§ Data to process:
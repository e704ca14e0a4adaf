//! Web App Configuration

use canary_core::env::{self, EnvLookup};
use canary_core::{CanaryError, Result, ServiceConfig};
use canary_slo::SloConfig;

#[derive(Debug, Clone)]
pub struct WebAppConfig {
    pub service: ServiceConfig,
    pub slo: SloConfig,
    /// Seeds a shared generator so a run's failure pattern can be replayed.
    pub random_seed: Option<u64>,
}

impl WebAppConfig {
    pub fn from_env() -> Result<Self> {
        Self::from_lookup(&env::process_env)
    }

    pub fn from_lookup(lookup: EnvLookup<'_>) -> Result<Self> {
        let random_seed = lookup("SLO_RANDOM_SEED")
            .map(|raw| {
                raw.trim()
                    .parse::<u64>()
                    .map_err(|e| CanaryError::Config(format!("Invalid SLO_RANDOM_SEED: {}", e)))
            })
            .transpose()?;

        Ok(Self {
            service: ServiceConfig::from_lookup(lookup)?,
            slo: SloConfig::from_lookup(lookup)?,
            random_seed,
        })
    }
}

§ The problem:
The entries above must be output exactly, with every line preserved.

§ Output of the task:
repository e704ca14e0a4adaf
//! Web App Configuration

use canary_core::env::{self, EnvLookup};
use canary_core::{CanaryError, Result, ServiceConfig};
use canary_slo::SloConfig;

#[derive(Debug, Clone)]
pub struct WebAppConfig {
    pub service: ServiceConfig,
    pub slo: SloConfig,
    /// Seeds a shared generator so a run's failure pattern can be replayed.
    pub random_seed: Option<u64>,
}

impl WebAppConfig {
    pub fn from_env() -> Result<Self> {
        Self::from_lookup(&env::process_env)
    }

    pub fn from_lookup(lookup: EnvLookup<'_>) -> Result<Self> {
        let random_seed = lookup("SLO_RANDOM_SEED")
            .map(|raw| {
                raw.trim()
                    .parse::<u64>()
                    .map_err(|e| CanaryError::Config(format!("Invalid SLO_RANDOM_SEED: {}", e)))
            })
            .transpose()?;

        Ok(Self {
            service: ServiceConfig::from_lookup(lookup)?,
            slo: SloConfig::from_lookup(lookup)?,
            random_seed,
        })
    }
}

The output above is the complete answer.